Donor node issues

When a new node joins the cluster and node1 becomes the donor does that remove node1 from the cluster and block all reads and writes?

I have a multi-master setup and have all of my scripts writing to node2. Is there a way to not have new nodes use that node as it’s donor.
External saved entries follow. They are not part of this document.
//! Counting-crew roster and selection.

use std::fmt;

/// A person who may be credited with counting a donation box.
#[derive(Debug, Clone, PartialEq, Eq)]
pub struct CountingPerson {
    pub id: i64,
    pub first_name: String,
    pub last_name: String,
}

impl CountingPerson {
    pub fn new(id: i64, first_name: impl Into<String>, last_name: impl Into<String>) -> Self {
        Self {
            id,
            first_name: first_name.into(),
            last_name: last_name.into(),
        }
    }

    pub fn display_name(&self) -> String {
        format!("{} {}", self.first_name, self.last_name)
    }
}

impl fmt::Display for CountingPerson {
    fn fmt(&self, f: &mut fmt::Formatter<'_>) -> fmt::Result {
        write!(f, "{} {}", self.first_name, self.last_name)
    }
}

/// Tracks who is credited with counting the current box.
///
/// The roster is partitioned by id into an available pool and an ordered
/// selection (selection order is display order). A person is never in both
/// views, and the selection never holds the same id twice.
#[derive(Debug, Clone, Default)]
pub struct CounterSelection {
    available: Vec<CountingPerson>,
    selected: Vec<CountingPerson>,
}

impl CounterSelection {
    pub fn new() -> Self {
        Self::default()
    }

    /// Replace the pool with a fresh roster and seed the authenticated
    /// user's own entry into the selection. Idempotent: reloading the same
    /// roster does not duplicate the self-seed, and an already selected
    /// person stays selected rather than reappearing in the pool.
    pub fn load(&mut self, roster: Vec<CountingPerson>, self_id: i64) {
        self.available = roster
            .into_iter()
            .filter(|p| !self.is_selected(p.id))
            .collect();

        if let Some(pos) = self.available.iter().position(|p| p.id == self_id) {
            let me = self.available.remove(pos);
            self.selected.push(me);
        }
    }

    /// Move a person from the pool into the selection. No-op when the id
    /// is already selected.
    pub fn select(&mut self, id: i64) {
        if self.is_selected(id) {
            return;
        }
        if let Some(pos) = self.available.iter().position(|p| p.id == id) {
            let person = self.available.remove(pos);
            self.selected.push(person);
        }
    }

    /// Move a selected person back into the pool.
    pub fn deselect(&mut self, id: i64) {
        if let Some(pos) = self.selected.iter().position(|p| p.id == id) {
            let person = self.selected.remove(pos);
            self.available.push(person);
        }
    }

    pub fn is_selected(&self, id: i64) -> bool {
        self.selected.iter().any(|p| p.id == id)
    }

    /// Selected people in selection order.
    pub fn selected(&self) -> &[CountingPerson] {
        &self.selected
    }

    pub fn available(&self) -> &[CountingPerson] {
        &self.available
    }

    /// Case-insensitive substring match on first or last name over the
    /// available pool. Blank queries return the whole pool. Selected people
    /// are excluded by construction, not by filtering.
    pub fn filter(&self, query: &str) -> Vec<&CountingPerson> {
        let needle = query.trim().to_lowercase();
        self.available
            .iter()
            .filter(|p| {
                needle.is_empty()
                    || p.first_name.to_lowercase().contains(&needle)
                    || p.last_name.to_lowercase().contains(&needle)
            })
            .collect()
    }

    /// Comma-joined selected ids, the shape the settlement wire expects.
    pub fn selected_ids_joined(&self) -> String {
        self.selected
            .iter()
            .map(|p| p.id.to_string())
            .collect::<Vec<_>>()
            .join(",")
    }

    /// Drop all state. Used when the settlement target changes.
    pub fn reset(&mut self) {
        self.available.clear();
        self.selected.clear();
    }
}

#[cfg(test)]
mod tests {
    use super::*;

    fn roster() -> Vec<CountingPerson> {
        vec![
            CountingPerson::new(1, "Anna", "Kowalska"),
            CountingPerson::new(2, "Piotr", "Nowak"),
            CountingPerson::new(3, "Maria", "Wiśniewska"),
        ]
    }

    #[test]
    fn test_load_seeds_self_once() {
        let mut selection = CounterSelection::new();
        selection.load(roster(), 2);

        assert_eq!(selection.selected().len(), 1);
        assert_eq!(selection.selected()[0].id, 2);
        assert_eq!(selection.available().len(), 2);

        // reloading the same roster must not duplicate the seed
        selection.load(roster(), 2);
        assert_eq!(selection.selected().len(), 1);
        assert_eq!(selection.available().len(), 2);
    }

    #[test]
    fn test_load_with_unknown_self_id() {
        let mut selection = CounterSelection::new();
        selection.load(roster(), 99);

        assert!(selection.selected().is_empty());
        assert_eq!(selection.available().len(), 3);
    }

    #[test]
    fn test_select_deselect_round_trip() {
        let mut selection = CounterSelection::new();
        selection.load(roster(), 99);

        selection.select(1);
        assert!(selection.is_selected(1));
        assert_eq!(selection.available().len(), 2);

        selection.deselect(1);
        assert!(!selection.is_selected(1));
        assert_eq!(selection.available().len(), 3);
    }

    #[test]
    fn test_repeated_select_is_idempotent() {
        let mut selection = CounterSelection::new();
        selection.load(roster(), 99);

        selection.select(3);
        selection.select(3);
        selection.select(3);

        assert_eq!(selection.selected().len(), 1);
        assert_eq!(selection.available().len(), 2);
    }

    #[test]
    fn test_filter_excludes_selected() {
        let mut selection = CounterSelection::new();
        selection.load(roster(), 99);
        selection.select(1);

        let hits = selection.filter("");
        assert!(hits.iter().all(|p| p.id != 1));

        let hits = selection.filter("kowal");
        assert!(hits.is_empty());
    }

    #[test]
    fn test_filter_matches_either_name() {
        let mut selection = CounterSelection::new();
        selection.load(roster(), 99);

        assert_eq!(selection.filter("piotr").len(), 1);
        assert_eq!(selection.filter("WIŚ").len(), 1);
        assert_eq!(selection.filter("nobody").len(), 0);
    }

    #[test]
    fn test_selection_order_preserved_in_wire_ids() {
        let mut selection = CounterSelection::new();
        selection.load(roster(), 2);
        selection.select(3);
        selection.select(1);

        assert_eq!(selection.selected_ids_joined(), "2,3,1");
    }
}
Here is my setup below.

[client]
socket=/var/run/mysqld/mysqld.sock
ssl-ca=/etc/mysql/percona-cert/ca.pem
ssl-cert=/etc/mysql/percona-cert/server-cert.pem
ssl-key=/etc/mysql/percona-cert/server-key.pem

[mysqld]
server-id=1
user=mysql
tmpdir=/db3/tmp
datadir=/db1
local_infile=ON
pid-file=/var/run/mysqld/mysqld.pid
socket=/var/run/mysqld/mysqld.sock
log-error=/var/log/mysql/error.log
default_storage_engine=InnoDB
sql_mode = STRICT_TRANS_TABLES,NO_ZERO_IN_DATE,NO_ZERO_DATE,ERROR_FOR_DIVISION_BY_ZERO,NO_ENGINE_SUBSTITUTION
innodb_buffer_pool_size = 20G
innodb_buffer_pool_instances = 8
innodb_lock_wait_timeout = 100
wait_timeout = 86400
interactive_timeout = 86400
max_heap_table_size = 96M
sort_buffer_size = 16M
join_buffer_size = 16M
tmp_table_size = 96M
max_sort_length = 8K

max_allowed_packet = 16M
group_concat_max_len = 16M
max_connections = 200
max_connect_errors = 10
max_binlog_size = 128M
log-bin=binlog
log_slave_updates
binlog_expire_logs_seconds=604800
wsrep_provider=/usr/lib/galera4/libgalera_smm.so
binlog_format=ROW
wsrep_slave_threads=8
wsrep_log_conflicts
innodb_autoinc_lock_mode=2
wsrep_cluster_address=gcomm://192.168.2.59,192.168.2.61,192.168.2.64,192.168.2.62
wsrep_node_address=192.168.2.60
wsrep_node_name=DB403
wsrep_cluster_name=DB-cluster
pxc_strict_mode=PERMISSIVE
ssl-ca=/etc/mysql/percona-cert/ca.pem
ssl-cert=/etc/mysql/percona-cert/server-cert.pem
ssl-key=/etc/mysql/percona-cert/server-key.pem
tls_version=TLSv1.2,TLSv1.3
[sst]
tmpdir=/db3/tmp
sst-idle-timeout=0
encrypt=4
ssl-ca=/etc/mysql/percona-cert/ca.pem
ssl-cert=/etc/mysql/percona-cert/server-cert.pem
ssl-key=/etc/mysql/percona-cert/server-key.pem
[mysqld_safe]
service_startup_timeout=73200

192.168.2.59 is the designated write node. Do i just not include it in the wsrep_cluster_address?
I joined a new node and i believe it used 192.168.2.59 as the donor which seems like it caused a traffic jam with transaction locks. Which caused a large traffic jam for hours, until the the locks were granted or freed.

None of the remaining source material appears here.